##### DATA UNDER STUDY

use alloc::{boxed::Box, sync::Arc};
use core::{
    any::Any,
    fmt::{self, Debug, Formatter},
};
use parking_lot::Mutex;

use crate::any::TypeInfo;

pub(crate) trait CloneAny: Any + Send {
    #[must_use]
    fn clone_box(&self) -> Box<dyn CloneAny>;

    fn as_any(&self) -> &dyn Any;

    fn as_any_mut(&mut self) -> &mut dyn Any;
}

impl<T> CloneAny for T
where
    T: Any + Clone + Send,
{
    #[inline]
    fn clone_box(&self) -> Box<dyn CloneAny> {
        Box::new(self.clone())
    }

    #[inline]
    fn as_any(&self) -> &dyn Any {
        self
    }

    #[inline]
    fn as_any_mut(&mut self) -> &mut dyn Any {
        self
    }
}

/// Shared handle to a value produced or stored by the container.
///
/// Cloning a [`Value`] clones the handle, not the object: both handles observe the same object
/// and compare equal with [`Value::ptr_eq`]. Use [`Value::deep_clone`] to get an independent copy.
#[derive(Clone)]
pub struct Value {
    type_info: TypeInfo,
    inner: Arc<Mutex<Box<dyn CloneAny>>>,
}

impl Value {
    #[inline]
    #[must_use]
    pub fn new<T: Clone + Send + 'static>(value: T) -> Self {
        Self {
            type_info: TypeInfo::of::<T>(),
            inner: Arc::new(Mutex::new(Box::new(value))),
        }
    }

    #[inline]
    #[must_use]
    pub const fn type_info(&self) -> TypeInfo {
        self.type_info
    }

    #[inline]
    #[must_use]
    pub const fn type_name(&self) -> &'static str {
        self.type_info.name
    }

    #[inline]
    #[must_use]
    pub fn is<T: 'static>(&self) -> bool {
        self.type_info == TypeInfo::of::<T>()
    }

    /// Returns `true` if both handles point to the same object
    #[inline]
    #[must_use]
    pub fn ptr_eq(&self, other: &Value) -> bool {
        Arc::ptr_eq(&self.inner, &other.inner)
    }

    /// Copies the underlying object into a new, unshared handle
    #[must_use]
    pub fn deep_clone(&self) -> Self {
        let cloned = (**self.inner.lock()).clone_box();
        Self {
            type_info: self.type_info,
            inner: Arc::new(Mutex::new(cloned)),
        }
    }

    /// Calls `f` with a shared reference to the object if it is a `T`.
    ///
    /// # Warning
    /// The object is locked while `f` runs, accessing the same value from `f` deadlocks.
    pub fn with<T: 'static, R>(&self, f: impl FnOnce(&T) -> R) -> Option<R> {
        let guard = self.inner.lock();
        (**guard).as_any().downcast_ref::<T>().map(f)
    }

    /// Calls `f` with a mutable reference to the object if it is a `T`.
    /// The mutation is visible through every handle of this value.
    ///
    /// # Warning
    /// The object is locked while `f` runs, accessing the same value from `f` deadlocks.
    pub fn with_mut<T: 'static, R>(&self, f: impl FnOnce(&mut T) -> R) -> Option<R> {
        let mut guard = self.inner.lock();
        (**guard).as_any_mut().downcast_mut::<T>().map(f)
    }

    #[inline]
    #[must_use]
    pub fn cloned<T: Clone + 'static>(&self) -> Option<T> {
        self.with(T::clone)
    }
}

impl Debug for Value {
    fn fmt(&self, f: &mut Formatter<'_>) -> fmt::Result {
        f.debug_struct("Value").field("type", &self.type_info).finish_non_exhaustive()
    }
}
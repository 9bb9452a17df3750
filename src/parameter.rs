use alloc::string::String;

use crate::Value;

/// Describes one parameter of a constructor or callable.
///
/// Parameters are resolved in declaration order by the following rules, first match wins:
/// 1. A named binding for the parameter name with the configured prefix (`count` -> `$count`).
/// 2. The declared type, if the type is known to the container.
/// 3. The default value.
#[derive(Clone, Debug)]
pub struct ParameterDescriptor {
    name: String,
    declared_type: Option<String>,
    default: Option<Value>,
}

impl ParameterDescriptor {
    #[inline]
    #[must_use]
    pub fn new(name: impl Into<String>) -> Self {
        Self {
            name: name.into(),
            declared_type: None,
            default: None,
        }
    }

    #[inline]
    #[must_use]
    pub fn typed(name: impl Into<String>, declared_type: impl Into<String>) -> Self {
        Self {
            name: name.into(),
            declared_type: Some(declared_type.into()),
            default: None,
        }
    }

    #[inline]
    #[must_use]
    pub fn with_default(mut self, default: Value) -> Self {
        self.default = Some(default);
        self
    }

    #[inline]
    #[must_use]
    pub fn name(&self) -> &str {
        &self.name
    }

    #[inline]
    #[must_use]
    pub fn declared_type(&self) -> Option<&str> {
        self.declared_type.as_deref()
    }

    #[inline]
    #[must_use]
    pub const fn default_value(&self) -> Option<&Value> {
        self.default.as_ref()
    }

    #[inline]
    #[must_use]
    pub const fn has_default(&self) -> bool {
        self.default.is_some()
    }
}
//! Combination enumeration and bet settlement.

pub mod settlement;
use serde::{Deserialize, Serialize};
use std::fmt;
use std::str::FromStr;
use thiserror::Error;

/// Error returned when a bet-type name is not in the catalog.
#[derive(Debug, Error)]
#[error("unrecognised bet type: {0}")]
pub struct UnknownBetType(pub String);

/// The catalog of supported bet types.
///
/// Each type fixes the number of selections it covers and which combination
/// sizes are staked as separate sub-bets ("lines"):
///
/// - **Straight accumulators** (single through eightfold) stake one line:
///   the combination of every selection.
/// - **Full covers** (trixie, yankee, super yankee, heinz, super heinz,
///   goliath) stake every combination of two or more selections.
/// - **Full covers with singles** (patent and the lucky family) additionally
///   stake each selection on its own. The names give the line count away:
///   a Lucky 15 on four selections is 4 singles + 6 doubles + 4 trebles +
///   1 fourfold.
///
/// # Examples
///
/// ```
/// use wager_engine::core::bet_type::BetType;
///
/// assert_eq!(BetType::Trixie.selections(), 3);
/// assert_eq!(BetType::Trixie.line_count(), 4); // 3 doubles + 1 treble
/// assert_eq!(BetType::Lucky15.line_count(), 15);
/// assert_eq!(BetType::from_name("GOLIATH"), Some(BetType::Goliath));
/// ```
#[derive(Debug, Clone, Copy, PartialEq, Eq, Hash, Serialize, Deserialize)]
#[serde(rename_all = "lowercase")]
pub enum BetType {
    // The basics
    Single,
    Double,
    Treble,
    // Straight accumulators
    Fourfold,
    Fivefold,
    Sixfold,
    Sevenfold,
    Eightfold,
    // Full covers
    Trixie,
    Yankee,
    SuperYankee,
    Heinz,
    SuperHeinz,
    Goliath,
    // Full covers with singles
    Patent,
    Lucky15,
    Lucky31,
    Lucky63,
    Lucky127,
    Lucky255,
}

impl BetType {
    /// Every bet type in the catalog.
    pub const ALL: [BetType; 20] = [
        BetType::Single,
        BetType::Double,
        BetType::Treble,
        BetType::Fourfold,
        BetType::Fivefold,
        BetType::Sixfold,
        BetType::Sevenfold,
        BetType::Eightfold,
        BetType::Trixie,
        BetType::Yankee,
        BetType::SuperYankee,
        BetType::Heinz,
        BetType::SuperHeinz,
        BetType::Goliath,
        BetType::Patent,
        BetType::Lucky15,
        BetType::Lucky31,
        BetType::Lucky63,
        BetType::Lucky127,
        BetType::Lucky255,
    ];

    /// Number of selections this bet type covers.
    pub fn selections(&self) -> usize {
        match self {
            BetType::Single => 1,
            BetType::Double => 2,
            BetType::Treble | BetType::Trixie | BetType::Patent => 3,
            BetType::Fourfold | BetType::Yankee | BetType::Lucky15 => 4,
            BetType::Fivefold | BetType::SuperYankee | BetType::Lucky31 => 5,
            BetType::Sixfold | BetType::Heinz | BetType::Lucky63 => 6,
            BetType::Sevenfold | BetType::SuperHeinz | BetType::Lucky127 => 7,
            BetType::Eightfold | BetType::Goliath | BetType::Lucky255 => 8,
        }
    }

    /// Whether every combination size up to the selection count is staked,
    /// rather than only the full accumulator.
    pub fn is_full_cover(&self) -> bool {
        matches!(
            self,
            BetType::Trixie
                | BetType::Yankee
                | BetType::SuperYankee
                | BetType::Heinz
                | BetType::SuperHeinz
                | BetType::Goliath
                | BetType::Patent
                | BetType::Lucky15
                | BetType::Lucky31
                | BetType::Lucky63
                | BetType::Lucky127
                | BetType::Lucky255
        )
    }

    /// Whether single-selection combinations are staked.
    pub fn includes_singles(&self) -> bool {
        matches!(
            self,
            BetType::Single
                | BetType::Patent
                | BetType::Lucky15
                | BetType::Lucky31
                | BetType::Lucky63
                | BetType::Lucky127
                | BetType::Lucky255
        )
    }

    /// Whether a combination of `size` selections is staked as a line.
    ///
    /// A straight accumulator stakes only the combination of every
    /// selection. A full cover stakes sizes 2..=selections, plus size 1
    /// when singles are included. A single-selection type without singles
    /// coverage would stake nothing at all.
    pub fn stakes_size(&self, size: usize) -> bool {
        if self.selections() == 1 && !self.includes_singles() {
            return false;
        }
        if self.is_full_cover() {
            size <= self.selections() && (size > 1 || self.includes_singles())
        } else {
            size == self.selections()
        }
    }

    /// Number of lines (sub-bets) this type stakes.
    ///
    /// ```
    /// use wager_engine::core::bet_type::BetType;
    ///
    /// assert_eq!(BetType::Single.line_count(), 1);
    /// assert_eq!(BetType::Patent.line_count(), 7);
    /// assert_eq!(BetType::Goliath.line_count(), 247);
    /// assert_eq!(BetType::Lucky255.line_count(), 255);
    /// ```
    pub fn line_count(&self) -> u32 {
        let n = self.selections();
        (1..=n)
            .filter(|&k| self.stakes_size(k))
            .map(|k| binomial(n, k))
            .sum()
    }

    /// Canonical lowercase name, as used in slip data.
    pub fn name(&self) -> &'static str {
        match self {
            BetType::Single => "single",
            BetType::Double => "double",
            BetType::Treble => "treble",
            BetType::Fourfold => "fourfold",
            BetType::Fivefold => "fivefold",
            BetType::Sixfold => "sixfold",
            BetType::Sevenfold => "sevenfold",
            BetType::Eightfold => "eightfold",
            BetType::Trixie => "trixie",
            BetType::Yankee => "yankee",
            BetType::SuperYankee => "superyankee",
            BetType::Heinz => "heinz",
            BetType::SuperHeinz => "superheinz",
            BetType::Goliath => "goliath",
            BetType::Patent => "patent",
            BetType::Lucky15 => "lucky15",
            BetType::Lucky31 => "lucky31",
            BetType::Lucky63 => "lucky63",
            BetType::Lucky127 => "lucky127",
            BetType::Lucky255 => "lucky255",
        }
    }

    /// Look up a bet type by name, case-insensitively.
    pub fn from_name(name: &str) -> Option<Self> {
        let name = name.to_ascii_lowercase();
        Self::ALL.iter().copied().find(|t| t.name() == name)
    }
}

impl fmt::Display for BetType {
    fn fmt(&self, f: &mut fmt::Formatter<'_>) -> fmt::Result {
        f.write_str(self.name())
    }
}

impl FromStr for BetType {
    type Err = UnknownBetType;

    fn from_str(s: &str) -> Result<Self, Self::Err> {
        Self::from_name(s).ok_or_else(|| UnknownBetType(s.to_string()))
    }
}

/// n choose k for the small values that arise here (n ≤ 8).
fn binomial(n: usize, k: usize) -> u32 {
    let mut result: u64 = 1;
    for i in 0..k {
        result = result * (n - i) as u64 / (i + 1) as u64;
    }
    result as u32
}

##########

Write only the number of lines above in which the word "impl" is found.

11